Я хочу сделать небывалую и эксцентрическую вещь: написать в 4 месяца 30 печатных листов, в двух разных романах, из которых один буду писать утром, а другой вечером, и кончить к сроку.{791} Знаете ли, добрая моя Анна Васильевна, что до сих пор мне вот этакие эксцентрические и чрезвычайные вещи даже нравятся. Не гожусь я в разряд солидно живущих людей. Простите, похвастался! Но что ж мне и осталось более, как не похвастаться; остальное-то ведь уж очень незавлекательно. Но какова же литература-то? Я убежден, что ни единый из литераторов наших, бывших и живущих, не писал под такими условиями, под которыми я постоянно пишу, Тургенев умер бы от одной мысли. Но если б Вы знали, до какой степени тяжело портить мысль, которая в вас рождалась, приводила вас в энтузиазм, про которую вы сами знаете, что она хороша, — и быть принужденным портить ее сознательно!

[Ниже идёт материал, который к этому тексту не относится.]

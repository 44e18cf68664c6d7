//! Persisted camera record
//!
//! Two keys under the configured settings group:
//! - `streams`: compact JSON array of `{"name": .., "url": ..}` stored as a string
//! - `primaryIndex`: integer, `-1` when no camera is configured

use serde::{Deserialize, Serialize};
use serde_json::Value;

use super::config::RegistryConfig;
use crate::error::Result;
use crate::settings::SettingsStore;

/// One camera as persisted (no runtime state)
#[derive(Debug, Clone, PartialEq, Eq, Serialize, Deserialize)]
pub struct StoredCamera {
    #[serde(default)]
    pub name: String,
    #[serde(default)]
    pub url: String,
}

impl StoredCamera {
    pub fn new(name: impl Into<String>, url: impl Into<String>) -> Self {
        Self {
            name: name.into(),
            url: url.into(),
        }
    }
}

/// Camera list plus primary index as loaded from the store
#[derive(Debug, Clone, Default, PartialEq, Eq)]
pub struct StoredRecord {
    pub cameras: Vec<StoredCamera>,
    /// Already clamped into range; `None` iff `cameras` is empty
    pub primary: Option<usize>,
}

/// Load the record, skipping invalid entries and clamping the primary index
///
/// Never fails: malformed payloads are logged and read as an empty list.
pub fn load(store: &dyn SettingsStore, config: &RegistryConfig) -> StoredRecord {
    let group = config.settings_group.as_str();

    let cameras = match store.value(group, &config.streams_key) {
        None => Vec::new(),
        Some(Value::String(raw)) => parse_streams(&raw),
        Some(other) => {
            tracing::warn!(
                group,
                kind = value_kind(&other),
                "Camera settings payload is not a string"
            );
            Vec::new()
        }
    };

    let stored_primary = store
        .value(group, &config.primary_key)
        .and_then(|value| match value {
            Value::Number(n) => n.as_i64(),
            Value::String(s) => s.trim().parse().ok(),
            _ => None,
        })
        .unwrap_or(0);

    let primary = if cameras.is_empty() {
        None
    } else {
        let max_index = (cameras.len() - 1) as i64;
        Some(stored_primary.clamp(0, max_index) as usize)
    };

    StoredRecord { cameras, primary }
}

/// Overwrite the record with `cameras` and `primary`
pub fn save(
    store: &dyn SettingsStore,
    config: &RegistryConfig,
    cameras: &[StoredCamera],
    primary: Option<usize>,
) -> Result<()> {
    let group = config.settings_group.as_str();
    let payload = serde_json::to_string(cameras)?;
    let primary = primary.map_or(-1, |index| index as i64);

    store.set_value(group, &config.streams_key, Value::String(payload))?;
    store.set_value(group, &config.primary_key, Value::from(primary))?;
    Ok(())
}

fn parse_streams(raw: &str) -> Vec<StoredCamera> {
    if raw.trim().is_empty() {
        return Vec::new();
    }

    let items = match serde_json::from_str::<Value>(raw) {
        Ok(Value::Array(items)) => items,
        Ok(other) => {
            tracing::warn!(kind = value_kind(&other), "Camera settings payload is not an array");
            return Vec::new();
        }
        Err(e) => {
            tracing::warn!(error = %e, "Camera settings payload is not valid JSON");
            return Vec::new();
        }
    };

    items
        .into_iter()
        .filter(Value::is_object)
        .filter_map(|item| serde_json::from_value::<StoredCamera>(item).ok())
        .filter_map(|camera| {
            let name = camera.name.trim();
            let url = camera.url.trim();
            if name.is_empty() || url.is_empty() {
                None
            } else {
                Some(StoredCamera::new(name, url))
            }
        })
        .collect()
}

fn value_kind(value: &Value) -> &'static str {
    match value {
        Value::Null => "null",
        Value::Bool(_) => "bool",
        Value::Number(_) => "number",
        Value::String(_) => "string",
        Value::Array(_) => "array",
        Value::Object(_) => "object",
    }
}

Вы хотите приехать в Павловск. Напишите мне, когда именно это будет? Мне бы очень, очень хотелось погостить у Вас в Палибине.{792} Но могу ли я там так работать, как мне надо? Это для меня вопрос. Да и невежливо с моей стороны приехать и по целым дням работать. Напишите мне обо всем. Пожалуйста, не оставляйте меня. Мой поклон всем Вашим.{793} До свидания.
Искренно преданный Вам
Федор Достоевский.
Если Вы мне сейчас ответите, то вот Вам мой адресс: в Москве, Александру Павловичу Иванову, в Константиновском Межевом институте, в Старой Басманной, у Никиты Мученика, для передачи Федору Мих<айловичу> Достоевскому.

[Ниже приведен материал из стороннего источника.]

//! Operator console walkthrough with simulated receivers
//!
//! Run with: cargo run --example console [SETTINGS_FILE]
//!
//! Configures three cameras, shows secondary streams, binds views, promotes
//! a secondary to primary and prints the resulting state. The camera list
//! is persisted to SETTINGS_FILE (default: a file in the temp directory), so
//! a second run starts from where the first one ended.
//!
//! Simulated receivers complete a start after 50ms, reject URLs that do not
//! start with `rtsp://`, and drop the `flaky` camera every few seconds to
//! exercise the restart path.

use std::path::PathBuf;
use std::sync::atomic::{AtomicU64, Ordering};
use std::sync::Arc;
use std::time::Duration;

use camera_manager::receiver::{
    ReceiverEvents, ReceiverFactory, ReceiverStatus, SinkFactory, SinkHandle, StreamReceiver,
    ViewSurface,
};
use camera_manager::registry::{CameraRegistry, Collaborators, RegistryConfig};
use camera_manager::settings::{JsonFileStore, SharedMainStream, SharedVideoSettings};

struct SimulatedReceiver {
    name: String,
    uri: String,
    events: ReceiverEvents,
    generation: Arc<AtomicU64>,
}

impl StreamReceiver for SimulatedReceiver {
    fn set_uri(&mut self, uri: &str) {
        self.uri = uri.to_string();
    }

    fn set_low_latency(&mut self, enabled: bool) {
        tracing::trace!(receiver = %self.name, enabled, "low latency");
    }

    fn start(&mut self, timeout_secs: u32) {
        let events = self.events.clone();
        let valid = self.uri.starts_with("rtsp://");
        let flaky = self.name.contains("flaky");
        let generation = self.generation.fetch_add(1, Ordering::Relaxed) + 1;
        let current = Arc::clone(&self.generation);
        tracing::info!(receiver = %self.name, uri = %self.uri, timeout_secs, "start");

        tokio::spawn(async move {
            tokio::time::sleep(Duration::from_millis(50)).await;
            if !valid {
                events.start_complete(ReceiverStatus::InvalidUrl);
                events.stop_complete(ReceiverStatus::InvalidUrl);
                return;
            }
            events.start_complete(ReceiverStatus::Ok);

            if flaky {
                tokio::time::sleep(Duration::from_secs(3)).await;
                // Only drop the session this task started
                if current.load(Ordering::Relaxed) == generation {
                    events.stop_complete(ReceiverStatus::Fail);
                }
            }
        });
    }

    fn stop(&mut self) {
        self.generation.fetch_add(1, Ordering::Relaxed);
    }

    fn start_decoding(&mut self, sink: &SinkHandle) {
        tracing::info!(receiver = %self.name, sink = sink.raw(), "decoding");
    }

    fn stop_decoding(&mut self) {}

    fn set_sink(&mut self, sink: Option<&SinkHandle>) {
        tracing::debug!(receiver = %self.name, sink = ?sink.map(SinkHandle::raw), "sink bound");
    }
}

struct SimulatedEngine;

impl ReceiverFactory for SimulatedEngine {
    fn create(&self, name: &str, events: ReceiverEvents) -> Option<Box<dyn StreamReceiver>> {
        Some(Box::new(SimulatedReceiver {
            name: name.to_string(),
            uri: String::new(),
            events,
            generation: Arc::new(AtomicU64::new(0)),
        }))
    }
}

#[derive(Default)]
struct LoggingSinks {
    next: AtomicU64,
}

impl SinkFactory for LoggingSinks {
    fn create(&self, surface: &dyn ViewSurface, _receiver: &dyn StreamReceiver) -> Option<SinkHandle> {
        let raw = self.next.fetch_add(1, Ordering::Relaxed) + 1;
        tracing::info!(sink = raw, surface = surface.label(), "sink created");
        Some(SinkHandle::new(raw))
    }

    fn release(&self, sink: SinkHandle) {
        tracing::info!(sink = sink.raw(), "sink released");
    }
}

struct Tile(String);

impl ViewSurface for Tile {
    fn label(&self) -> &str {
        &self.0
    }
}

/// Pump registry events for `duration`
async fn pump(registry: &mut CameraRegistry, duration: Duration) {
    let deadline = tokio::time::sleep(duration);
    tokio::pin!(deadline);

    loop {
        tokio::select! {
            _ = &mut deadline => return,
            event = registry.next_event() => match event {
                Some(event) => registry.handle_event(event),
                None => return,
            },
        }
    }
}

fn print_state(registry: &CameraRegistry, main: &SharedMainStream) {
    let cameras = serde_json::to_string_pretty(&registry.cameras()).unwrap_or_default();
    println!("cameras: {}", cameras);
    println!("secondary visible: {}", registry.secondary_streams_visible());
    println!("main stream: {:?}", main.snapshot());
    println!();
}

#[tokio::main]
async fn main() -> Result<(), Box<dyn std::error::Error>> {
    tracing_subscriber::fmt()
        .with_env_filter(
            tracing_subscriber::EnvFilter::from_default_env()
                .add_directive("camera_manager=debug".parse()?)
                .add_directive("console=info".parse()?),
        )
        .init();

    let settings_path = std::env::args()
        .nth(1)
        .map(PathBuf::from)
        .unwrap_or_else(|| std::env::temp_dir().join("camera-manager-console.json"));
    println!("Settings file: {}", settings_path.display());

    let video = Arc::new(SharedVideoSettings::new());
    let main_stream = Arc::new(SharedMainStream::new());
    let collaborators = Collaborators {
        store: Arc::new(JsonFileStore::open(&settings_path)?),
        receivers: Arc::new(SimulatedEngine),
        sinks: Arc::new(LoggingSinks::default()),
        video: video.clone(),
        router: main_stream.clone(),
    };

    let mut registry = CameraRegistry::new(RegistryConfig::default(), collaborators);

    if registry.is_empty() {
        registry.add("Gimbal", "rtsp://192.168.144.25:8554/main.264")?;
        registry.add("Belly flaky", "rtsp://192.168.144.26:8554/main.264")?;
        registry.add("Broken", "udp://239.0.0.1:5600")?;
    }
    print_state(&registry, &main_stream);

    let tiles: Vec<Arc<dyn ViewSurface>> = (0..registry.len())
        .map(|index| Arc::new(Tile(format!("tile-{}", index))) as Arc<dyn ViewSurface>)
        .collect();

    registry.set_secondary_visible(true);
    for (index, tile) in tiles.iter().enumerate() {
        if let Err(e) = registry.register_view(index, tile) {
            eprintln!("register view {}: {}", index, e);
        }
    }

    tokio::select! {
        _ = async {
            pump(&mut registry, Duration::from_secs(4)).await;

            video.set_low_latency(true);
            registry.promote(1).ok();
            print_state(&registry, &main_stream);

            pump(&mut registry, Duration::from_secs(4)).await;
        } => {}
        _ = tokio::signal::ctrl_c() => {
            println!("\nShutting down...");
        }
    }

    registry.shutdown();
    print_state(&registry, &main_stream);

    Ok(())
}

Простите неряшливые помарки письма и не сочтите за небрежность.
103. H. A. ЛЮБИМОВУ{794} 8 июля 1866. Люблино
Пятница, 8 июня.[75]
Опоздал одним днем, многоуважаемый Николай Алексеевич, но зато переделал, и, кажется, в этот раз будет удовлетворительно.{795}
Зло и доброе в высшей степени разделено, и смешать их и истолковать превратно уже никак нельзя будет.{796} Равномерно прочие означенные Вами поправки я сделал все и, кажется, с лихвою.{797} Мало того: я даже благодарю Вас, что дали мне случай пересмотреть еще раз рукопись прежде печати:{798} решительно говорю, что не оставил бы сам без поправок.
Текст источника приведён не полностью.